## Task prompt
Among the entries below, count the lines where the string "label" occurs, and give only the number.

## Records provided
——————————
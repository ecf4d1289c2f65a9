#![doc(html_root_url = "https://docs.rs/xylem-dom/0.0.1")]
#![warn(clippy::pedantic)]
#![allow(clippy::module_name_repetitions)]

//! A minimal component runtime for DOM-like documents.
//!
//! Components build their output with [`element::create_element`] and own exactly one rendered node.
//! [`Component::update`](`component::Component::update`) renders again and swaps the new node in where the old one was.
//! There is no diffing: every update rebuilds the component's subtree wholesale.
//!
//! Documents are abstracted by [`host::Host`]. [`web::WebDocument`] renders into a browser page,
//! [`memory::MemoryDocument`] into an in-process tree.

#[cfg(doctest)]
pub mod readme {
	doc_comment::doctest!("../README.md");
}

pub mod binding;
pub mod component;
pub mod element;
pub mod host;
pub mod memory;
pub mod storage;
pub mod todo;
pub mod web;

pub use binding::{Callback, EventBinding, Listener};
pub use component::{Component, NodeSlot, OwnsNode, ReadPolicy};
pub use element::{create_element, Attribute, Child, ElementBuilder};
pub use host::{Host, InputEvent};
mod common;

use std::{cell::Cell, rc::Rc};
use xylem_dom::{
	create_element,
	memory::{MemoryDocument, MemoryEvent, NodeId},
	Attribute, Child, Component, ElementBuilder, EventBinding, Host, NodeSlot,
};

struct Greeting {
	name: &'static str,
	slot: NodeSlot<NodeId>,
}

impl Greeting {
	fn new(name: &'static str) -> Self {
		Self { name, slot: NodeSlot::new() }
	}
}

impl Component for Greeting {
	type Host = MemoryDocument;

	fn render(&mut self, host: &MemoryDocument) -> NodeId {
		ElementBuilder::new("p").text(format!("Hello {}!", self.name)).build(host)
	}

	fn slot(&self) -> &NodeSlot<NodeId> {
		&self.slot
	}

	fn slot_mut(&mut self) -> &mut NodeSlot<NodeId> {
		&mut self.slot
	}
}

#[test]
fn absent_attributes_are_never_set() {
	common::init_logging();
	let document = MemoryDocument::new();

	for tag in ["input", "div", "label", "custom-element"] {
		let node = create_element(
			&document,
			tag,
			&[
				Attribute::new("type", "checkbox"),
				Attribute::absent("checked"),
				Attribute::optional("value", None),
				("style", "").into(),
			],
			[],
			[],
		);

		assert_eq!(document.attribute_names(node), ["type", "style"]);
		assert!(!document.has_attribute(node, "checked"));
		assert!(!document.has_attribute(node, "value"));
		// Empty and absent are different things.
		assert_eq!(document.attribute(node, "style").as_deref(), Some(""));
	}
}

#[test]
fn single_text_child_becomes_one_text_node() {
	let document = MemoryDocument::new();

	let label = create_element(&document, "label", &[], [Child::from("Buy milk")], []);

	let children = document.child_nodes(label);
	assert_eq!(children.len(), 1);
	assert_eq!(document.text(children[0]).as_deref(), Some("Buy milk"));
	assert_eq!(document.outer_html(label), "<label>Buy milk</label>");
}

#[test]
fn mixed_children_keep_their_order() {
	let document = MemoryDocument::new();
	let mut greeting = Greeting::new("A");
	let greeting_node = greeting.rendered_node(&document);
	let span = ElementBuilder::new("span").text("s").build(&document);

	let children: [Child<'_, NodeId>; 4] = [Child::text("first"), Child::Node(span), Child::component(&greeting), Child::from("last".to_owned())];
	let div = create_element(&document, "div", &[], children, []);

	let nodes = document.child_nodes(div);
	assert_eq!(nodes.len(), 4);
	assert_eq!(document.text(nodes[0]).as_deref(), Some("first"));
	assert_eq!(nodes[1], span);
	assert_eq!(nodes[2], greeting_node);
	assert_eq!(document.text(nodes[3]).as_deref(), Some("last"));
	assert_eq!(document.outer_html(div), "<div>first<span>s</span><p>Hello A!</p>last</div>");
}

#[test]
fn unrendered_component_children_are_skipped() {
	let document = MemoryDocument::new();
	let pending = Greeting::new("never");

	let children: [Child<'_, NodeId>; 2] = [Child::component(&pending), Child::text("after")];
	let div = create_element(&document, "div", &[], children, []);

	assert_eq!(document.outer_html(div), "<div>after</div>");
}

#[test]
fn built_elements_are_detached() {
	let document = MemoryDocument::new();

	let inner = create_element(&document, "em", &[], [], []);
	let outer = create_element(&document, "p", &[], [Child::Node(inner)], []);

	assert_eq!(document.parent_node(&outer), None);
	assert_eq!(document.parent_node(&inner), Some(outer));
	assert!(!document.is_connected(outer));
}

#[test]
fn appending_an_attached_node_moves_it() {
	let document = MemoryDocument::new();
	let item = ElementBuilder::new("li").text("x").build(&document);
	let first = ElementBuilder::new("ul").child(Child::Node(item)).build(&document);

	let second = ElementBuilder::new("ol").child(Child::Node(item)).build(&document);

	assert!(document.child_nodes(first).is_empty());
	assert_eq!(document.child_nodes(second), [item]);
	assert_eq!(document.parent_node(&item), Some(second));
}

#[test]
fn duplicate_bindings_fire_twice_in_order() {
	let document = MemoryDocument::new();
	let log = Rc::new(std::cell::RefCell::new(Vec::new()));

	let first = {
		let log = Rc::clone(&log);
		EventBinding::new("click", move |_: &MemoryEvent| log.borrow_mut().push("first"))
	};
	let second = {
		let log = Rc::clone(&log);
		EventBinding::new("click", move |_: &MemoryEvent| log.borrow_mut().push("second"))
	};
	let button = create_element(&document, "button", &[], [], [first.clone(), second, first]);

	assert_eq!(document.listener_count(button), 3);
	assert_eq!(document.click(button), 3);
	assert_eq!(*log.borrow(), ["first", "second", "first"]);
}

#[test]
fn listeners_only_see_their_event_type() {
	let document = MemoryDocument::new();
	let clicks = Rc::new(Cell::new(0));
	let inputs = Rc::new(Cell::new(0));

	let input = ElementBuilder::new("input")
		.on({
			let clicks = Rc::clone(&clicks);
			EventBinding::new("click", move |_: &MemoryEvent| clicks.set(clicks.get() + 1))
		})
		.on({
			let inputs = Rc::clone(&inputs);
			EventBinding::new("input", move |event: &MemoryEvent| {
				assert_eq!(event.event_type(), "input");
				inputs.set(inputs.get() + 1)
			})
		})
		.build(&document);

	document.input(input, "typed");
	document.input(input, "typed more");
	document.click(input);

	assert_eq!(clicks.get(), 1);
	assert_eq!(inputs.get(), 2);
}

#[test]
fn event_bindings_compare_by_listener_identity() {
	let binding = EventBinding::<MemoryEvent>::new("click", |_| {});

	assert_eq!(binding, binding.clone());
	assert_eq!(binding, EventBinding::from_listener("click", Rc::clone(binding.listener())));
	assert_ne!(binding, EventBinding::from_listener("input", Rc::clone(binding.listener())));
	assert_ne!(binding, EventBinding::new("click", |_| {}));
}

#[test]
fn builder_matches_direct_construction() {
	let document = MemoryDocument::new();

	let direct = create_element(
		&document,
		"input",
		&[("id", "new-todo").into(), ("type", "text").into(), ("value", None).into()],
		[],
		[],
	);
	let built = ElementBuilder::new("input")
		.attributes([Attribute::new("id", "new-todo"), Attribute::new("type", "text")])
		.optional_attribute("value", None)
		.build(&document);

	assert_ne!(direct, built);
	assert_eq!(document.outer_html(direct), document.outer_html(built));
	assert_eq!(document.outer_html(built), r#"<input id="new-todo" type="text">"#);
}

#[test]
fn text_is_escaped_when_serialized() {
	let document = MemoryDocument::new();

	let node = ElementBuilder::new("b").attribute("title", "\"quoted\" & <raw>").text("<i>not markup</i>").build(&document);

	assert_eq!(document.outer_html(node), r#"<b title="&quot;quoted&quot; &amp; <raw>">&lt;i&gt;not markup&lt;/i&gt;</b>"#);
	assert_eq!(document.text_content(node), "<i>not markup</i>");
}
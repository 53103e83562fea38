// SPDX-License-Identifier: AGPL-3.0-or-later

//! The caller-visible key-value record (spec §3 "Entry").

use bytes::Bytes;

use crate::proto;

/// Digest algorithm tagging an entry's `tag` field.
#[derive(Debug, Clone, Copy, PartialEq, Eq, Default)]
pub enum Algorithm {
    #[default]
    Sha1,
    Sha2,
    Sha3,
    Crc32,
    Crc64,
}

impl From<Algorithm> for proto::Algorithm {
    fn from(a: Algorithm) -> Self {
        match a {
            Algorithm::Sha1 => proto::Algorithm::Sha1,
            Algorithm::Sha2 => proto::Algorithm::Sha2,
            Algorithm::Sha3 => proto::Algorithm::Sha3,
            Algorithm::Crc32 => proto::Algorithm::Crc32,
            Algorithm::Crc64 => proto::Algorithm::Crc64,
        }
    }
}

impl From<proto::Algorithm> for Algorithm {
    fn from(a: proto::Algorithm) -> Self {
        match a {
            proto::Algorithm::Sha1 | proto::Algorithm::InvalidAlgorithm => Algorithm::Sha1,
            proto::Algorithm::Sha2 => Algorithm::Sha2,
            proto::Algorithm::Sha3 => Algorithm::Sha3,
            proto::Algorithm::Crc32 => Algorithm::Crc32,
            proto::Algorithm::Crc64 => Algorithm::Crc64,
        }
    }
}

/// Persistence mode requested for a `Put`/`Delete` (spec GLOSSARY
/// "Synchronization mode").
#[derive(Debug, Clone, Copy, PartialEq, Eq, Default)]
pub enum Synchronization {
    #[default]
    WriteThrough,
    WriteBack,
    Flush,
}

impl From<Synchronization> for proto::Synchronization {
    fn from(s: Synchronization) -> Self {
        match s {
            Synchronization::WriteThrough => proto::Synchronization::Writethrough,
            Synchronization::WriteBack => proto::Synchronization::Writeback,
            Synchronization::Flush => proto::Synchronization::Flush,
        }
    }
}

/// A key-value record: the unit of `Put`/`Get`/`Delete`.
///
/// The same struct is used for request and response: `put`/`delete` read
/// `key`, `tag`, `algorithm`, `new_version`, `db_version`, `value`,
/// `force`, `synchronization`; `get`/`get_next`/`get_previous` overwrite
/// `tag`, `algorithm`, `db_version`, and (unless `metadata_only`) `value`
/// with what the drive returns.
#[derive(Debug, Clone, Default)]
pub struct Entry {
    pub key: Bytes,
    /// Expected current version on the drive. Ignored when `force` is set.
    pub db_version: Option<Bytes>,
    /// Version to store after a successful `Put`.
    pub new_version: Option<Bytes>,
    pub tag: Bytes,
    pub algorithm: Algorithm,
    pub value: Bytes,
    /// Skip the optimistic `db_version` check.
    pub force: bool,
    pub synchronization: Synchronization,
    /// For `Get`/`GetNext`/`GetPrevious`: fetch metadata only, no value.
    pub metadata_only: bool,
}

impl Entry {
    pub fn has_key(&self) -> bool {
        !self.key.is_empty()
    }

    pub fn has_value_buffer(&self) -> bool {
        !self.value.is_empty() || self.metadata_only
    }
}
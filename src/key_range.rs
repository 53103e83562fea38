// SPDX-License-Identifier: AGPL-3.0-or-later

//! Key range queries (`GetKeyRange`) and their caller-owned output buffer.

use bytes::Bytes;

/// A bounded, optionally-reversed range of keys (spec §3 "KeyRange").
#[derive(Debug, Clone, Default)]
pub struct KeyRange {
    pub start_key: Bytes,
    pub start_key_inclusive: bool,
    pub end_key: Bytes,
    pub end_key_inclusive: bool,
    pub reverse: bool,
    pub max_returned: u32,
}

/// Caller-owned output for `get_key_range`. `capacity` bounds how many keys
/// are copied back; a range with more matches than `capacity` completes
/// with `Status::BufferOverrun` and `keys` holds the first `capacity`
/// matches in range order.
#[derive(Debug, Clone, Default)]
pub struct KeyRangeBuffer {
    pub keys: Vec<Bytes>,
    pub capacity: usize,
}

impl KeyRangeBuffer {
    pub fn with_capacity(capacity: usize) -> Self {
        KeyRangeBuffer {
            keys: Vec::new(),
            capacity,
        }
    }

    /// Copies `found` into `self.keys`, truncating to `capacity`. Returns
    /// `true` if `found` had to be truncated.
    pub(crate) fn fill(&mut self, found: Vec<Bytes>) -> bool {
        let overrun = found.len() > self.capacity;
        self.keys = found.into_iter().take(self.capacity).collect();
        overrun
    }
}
——————————
## Answer to this task
4